**Exercise**
Once you find the line containing "impl OutputResource for UnpublishableOutput" in the data below, copy it and each following line exactly, up to and including the line containing "space left on", and nothing else.

══════════

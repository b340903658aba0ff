//! Test utilities and helper functions for the rewriter test suite

use std::collections::HashMap;
use std::io::{Cursor, Write};
use std::path::Path;
use std::sync::Arc;
use std::sync::atomic::{AtomicUsize, Ordering};

use anyhow::Result;
use image::{DynamicImage, ImageFormat, Rgb, RgbImage, Rgba, RgbaImage};
use kodegen_tools_rewriter::fetcher::{
    CacheUrlFetcher, FetchError, FetchFuture, FetchResponse, FetchResult, RequestHeaders,
    ResponseHeaders, Transport, UrlAsyncFetcher, UrlFetcher,
};
use kodegen_tools_rewriter::resource::{
    ContentType, InputResource, OutputResource, ResourceError, ResourceManager, ResourceStore,
};
use kodegen_tools_rewriter::{HttpCache, LruHttpCache, RewriteConfig};
use mockito::{Mock, Server};
use tempfile::TempDir;
use tokio::sync::Semaphore;

/// Route log output through the test harness
#[allow(dead_code)]
pub fn init_logging() {
    let _ = env_logger::builder().is_test(true).try_init();
    let _ = tracing_subscriber::fmt()
        .with_env_filter(tracing_subscriber::EnvFilter::from_default_env())
        .with_test_writer()
        .try_init();
}

/// Creates a temporary directory for test output
#[allow(dead_code)]
pub fn create_test_dir() -> Result<TempDir> {
    Ok(TempDir::new()?)
}

/// Creates a test HTML document with specified content
#[allow(dead_code)]
pub fn create_test_html(title: &str, body: &str) -> String {
    format!(
        "<!DOCTYPE html>\n<html>\n<head>\n<title>{}</title>\n</head>\n<body>\n{}\n</body>\n</html>",
        html_escape::encode_text(title),
        body
    )
}

/// Configuration publishing into `output_dir` under `http://cdn.example.com/r/`
#[allow(dead_code)]
pub fn test_config(output_dir: &Path) -> RewriteConfig {
    RewriteConfig::builder()
        .output_dir(output_dir)
        .url_prefix("http://cdn.example.com/r")
        .build()
        .expect("Failed to create test config")
}

/// Prefix every published URL in tests starts with
#[allow(dead_code)]
pub const CDN_PREFIX: &str = "http://cdn.example.com/r/";

// ----------------------------------------------------------------------
// Transports
// ----------------------------------------------------------------------

#[derive(Clone)]
pub struct FakeResponse {
    pub status: u16,
    pub content_type: String,
    pub body: Vec<u8>,
}

impl FakeResponse {
    #[allow(dead_code)]
    pub fn ok(content_type: &str, body: Vec<u8>) -> Self {
        Self {
            status: 200,
            content_type: content_type.to_string(),
            body,
        }
    }

    #[allow(dead_code)]
    pub fn status(status: u16) -> Self {
        Self {
            status,
            content_type: "text/plain".to_string(),
            body: b"Error".to_vec(),
        }
    }

    fn headers(&self) -> ResponseHeaders {
        let mut headers = ResponseHeaders::new(self.status);
        headers.add("Content-Type", self.content_type.clone());
        headers
    }
}

/// In-memory transport serving fixed responses, usable both blocking and async
///
/// URLs without a response fail with a transport error. The async side waits
/// for a permit from `gate` when one is installed.
#[derive(Default)]
pub struct FakeTransport {
    responses: HashMap<String, FakeResponse>,
    calls: AtomicUsize,
    gate: Option<Arc<Semaphore>>,
}

impl FakeTransport {
    #[allow(dead_code)]
    pub fn new() -> Self {
        Self::default()
    }

    #[allow(dead_code)]
    pub fn with(mut self, url: &str, response: FakeResponse) -> Self {
        self.responses.insert(url.to_string(), response);
        self
    }

    /// Hold async fetches until the returned semaphore gets permits
    #[allow(dead_code)]
    pub fn gated(mut self) -> (Self, Arc<Semaphore>) {
        let gate = Arc::new(Semaphore::new(0));
        self.gate = Some(Arc::clone(&gate));
        (self, gate)
    }

    #[allow(dead_code)]
    pub fn calls(&self) -> usize {
        self.calls.load(Ordering::SeqCst)
    }

    fn lookup(&self, url: &str) -> FetchResult<FakeResponse> {
        self.calls.fetch_add(1, Ordering::SeqCst);
        self.responses
            .get(url)
            .cloned()
            .ok_or_else(|| FetchError::Transport {
                url: url.to_string(),
                message: "connection refused".to_string(),
            })
    }
}

impl UrlFetcher for FakeTransport {
    fn fetch(
        &self,
        url: &str,
        _request_headers: &RequestHeaders,
        sink: &mut dyn Write,
    ) -> FetchResult<ResponseHeaders> {
        let response = self.lookup(url)?;
        sink.write_all(&response.body)
            .map_err(|e| FetchError::Write {
                url: url.to_string(),
                message: e.to_string(),
            })?;
        Ok(response.headers())
    }
}

impl UrlAsyncFetcher for FakeTransport {
    fn fetch_async(&self, url: &str, _request_headers: &RequestHeaders) -> FetchFuture {
        let response = self.lookup(url);
        let gate = self.gate.clone();
        Box::pin(async move {
            if let Some(gate) = gate {
                if let Ok(permit) = gate.acquire().await {
                    permit.forget();
                }
            }
            let response = response?;
            // Deliver the body in two chunks to exercise accumulation
            let split = response.body.len() / 2;
            let (first, second) = response.body.split_at(split);
            let chunks = vec![Ok(first.to_vec()), Ok(second.to_vec())];
            Ok(FetchResponse {
                headers: response.headers(),
                body: Box::pin(futures::stream::iter(chunks)),
            })
        })
    }
}

/// A fetcher over an LRU cache and a blocking fake transport
#[allow(dead_code)]
pub fn sync_fetcher(transport: Arc<FakeTransport>) -> Arc<CacheUrlFetcher> {
    Arc::new(CacheUrlFetcher::new(
        Arc::new(LruHttpCache::with_capacity(64)),
        Transport::Sync(transport),
    ))
}

/// A fetcher over an LRU cache and an async fake transport on `runtime`
#[allow(dead_code)]
pub fn async_fetcher(
    cache: Arc<dyn HttpCache>,
    transport: Arc<FakeTransport>,
    runtime: tokio::runtime::Handle,
) -> Arc<CacheUrlFetcher> {
    Arc::new(CacheUrlFetcher::new(
        cache,
        Transport::Async {
            fetcher: transport,
            runtime,
        },
    ))
}

/// Resource store publishing under the test CDN prefix
#[allow(dead_code)]
pub fn test_store(output_dir: &Path, fetcher: Arc<CacheUrlFetcher>) -> Arc<ResourceManager> {
    Arc::new(ResourceManager::new(output_dir, CDN_PREFIX, fetcher))
}

// ----------------------------------------------------------------------
// Stores that fail
// ----------------------------------------------------------------------

/// Output resource that accepts writes but fails to publish
#[allow(dead_code)]
pub struct UnpublishableOutput {
    content_type: ContentType,
}

impl OutputResource for UnpublishableOutput {
    fn content_type(&self) -> ContentType {
        self.content_type
    }

    fn open(&mut self) -> Result<(), ResourceError> {
        Ok(())
    }

    fn write_chunk(&mut self, _bytes: &[u8]) -> Result<(), ResourceError> {
        Ok(())
    }

    fn close(&mut self) -> Result<(), ResourceError> {
        Err(ResourceError::Write {
            path: "/dev/full".into(),
            source: anyhow::anyhow!("No space left on device"),
        })
    }

    fn is_readable(&self) -> bool {
        false
    }

    fn url(&self) -> Option<&str> {
        None
    }
}

/// Store whose output resources never publish; input goes to `inner`
#[allow(dead_code)]
pub struct UnwritableStore {
    pub inner: Arc<dyn ResourceStore>,
}

impl ResourceStore for UnwritableStore {
    fn create_input_resource(&self, url: &str) -> Option<Box<dyn InputResource>> {
        self.inner.create_input_resource(url)
    }

    fn create_output_resource(&self, content_type: ContentType) -> Box<dyn OutputResource> {
        Box::new(UnpublishableOutput { content_type })
    }
}

/// Output resource that closes cleanly yet never becomes readable
///
/// `url` is what the resource reports as its address, if anything.
#[allow(dead_code)]
pub struct UnreadableOutput {
    content_type: ContentType,
    url: Option<String>,
}

impl OutputResource for UnreadableOutput {
    fn content_type(&self) -> ContentType {
        self.content_type
    }

    fn open(&mut self) -> Result<(), ResourceError> {
        Ok(())
    }

    fn write_chunk(&mut self, _bytes: &[u8]) -> Result<(), ResourceError> {
        Ok(())
    }

    fn close(&mut self) -> Result<(), ResourceError> {
        Ok(())
    }

    fn is_readable(&self) -> bool {
        false
    }

    fn url(&self) -> Option<&str> {
        self.url.as_deref()
    }
}

/// Store whose writes succeed but whose outputs are never readable
#[allow(dead_code)]
pub struct UnreadableStore {
    pub inner: Arc<dyn ResourceStore>,
    pub url: Option<String>,
}

impl ResourceStore for UnreadableStore {
    fn create_input_resource(&self, url: &str) -> Option<Box<dyn InputResource>> {
        self.inner.create_input_resource(url)
    }

    fn create_output_resource(&self, content_type: ContentType) -> Box<dyn OutputResource> {
        Box::new(UnreadableOutput {
            content_type,
            url: self.url.clone(),
        })
    }
}

// ----------------------------------------------------------------------
// Images
// ----------------------------------------------------------------------

fn encode(image: &DynamicImage, format: ImageFormat) -> Vec<u8> {
    let mut out = Cursor::new(Vec::new());
    image.write_to(&mut out, format).expect("encode test image");
    out.into_inner()
}

fn gradient(width: u32, height: u32) -> RgbImage {
    RgbImage::from_fn(width, height, |x, y| {
        Rgb([(x * 3 % 256) as u8, (y * 5 % 256) as u8, ((x ^ y) % 256) as u8])
    })
}

/// A JPEG at the given encoder quality
#[allow(dead_code)]
pub fn jpeg_bytes(quality: u8) -> Vec<u8> {
    let mut out = Vec::new();
    DynamicImage::ImageRgb8(gradient(96, 96))
        .write_with_encoder(image::codecs::jpeg::JpegEncoder::new_with_quality(
            &mut out, quality,
        ))
        .expect("encode jpeg");
    out
}

/// A small PNG padded with a large `tEXt` chunk after IHDR
#[allow(dead_code)]
pub fn png_with_text_chunk(text_len: usize) -> Vec<u8> {
    const IHDR_END: usize = 8 + 4 + 4 + 13 + 4;
    let png = encode(
        &DynamicImage::ImageRgba8(RgbaImage::from_pixel(16, 16, Rgba([200, 40, 40, 255]))),
        ImageFormat::Png,
    );

    let mut typed = b"tEXt".to_vec();
    typed.extend_from_slice(b"Comment\0");
    typed.extend(std::iter::repeat_n(b'x', text_len));
    let data_len = (typed.len() - 4) as u32;

    let mut out = png[..IHDR_END].to_vec();
    out.extend_from_slice(&data_len.to_be_bytes());
    out.extend_from_slice(&typed);
    out.extend_from_slice(&crc32fast::hash(&typed).to_be_bytes());
    out.extend_from_slice(&png[IHDR_END..]);
    out
}

/// A small GIF padded with a comment extension before the trailer
#[allow(dead_code)]
pub fn gif_with_comment(blocks: usize) -> Vec<u8> {
    let mut gif = encode(
        &DynamicImage::ImageRgba8(RgbaImage::from_pixel(16, 16, Rgba([0, 0, 255, 255]))),
        ImageFormat::Gif,
    );
    let trailer = gif.pop();
    assert_eq!(trailer, Some(0x3B), "GIF ends with its trailer");

    gif.extend_from_slice(&[0x21, 0xFE]);
    for _ in 0..blocks {
        gif.push(255);
        gif.extend(std::iter::repeat_n(b'c', 255));
    }
    gif.push(0);
    gif.push(0x3B);
    gif
}

// ----------------------------------------------------------------------
// HTTP mocks
// ----------------------------------------------------------------------

/// Creates a mock endpoint that returns bytes with a content type
#[allow(dead_code)]
pub fn create_bytes_mock(server: &mut Server, path: &str, content_type: &str, body: &[u8]) -> Mock {
    server
        .mock("GET", path)
        .with_status(200)
        .with_header("content-type", content_type)
        .with_body(body)
        .create()
}

/// Creates a mock endpoint that returns an error
#[allow(dead_code)]
pub fn create_error_mock(server: &mut Server, path: &str, status: usize) -> Mock {
    server
        .mock("GET", path)
        .with_status(status)
        .with_body("Error")
        .create()
}

/// Helper to create test URLs
#[allow(dead_code)]
pub fn test_url(server: &Server, path: &str) -> String {
    format!("{}{}", server.url(), path)
}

══════════

**Written response**
impl OutputResource for UnpublishableOutput {
    fn content_type(&self) -> ContentType {
        self.content_type
    }

    fn open(&mut self) -> Result<(), ResourceError> {
        Ok(())
    }

    fn write_chunk(&mut self, _bytes: &[u8]) -> Result<(), ResourceError> {
        Ok(())
    }

    fn close(&mut self) -> Result<(), ResourceError> {
        Err(ResourceError::Write {
            path: "/dev/full".into(),
            source: anyhow::anyhow!("No space left on device"),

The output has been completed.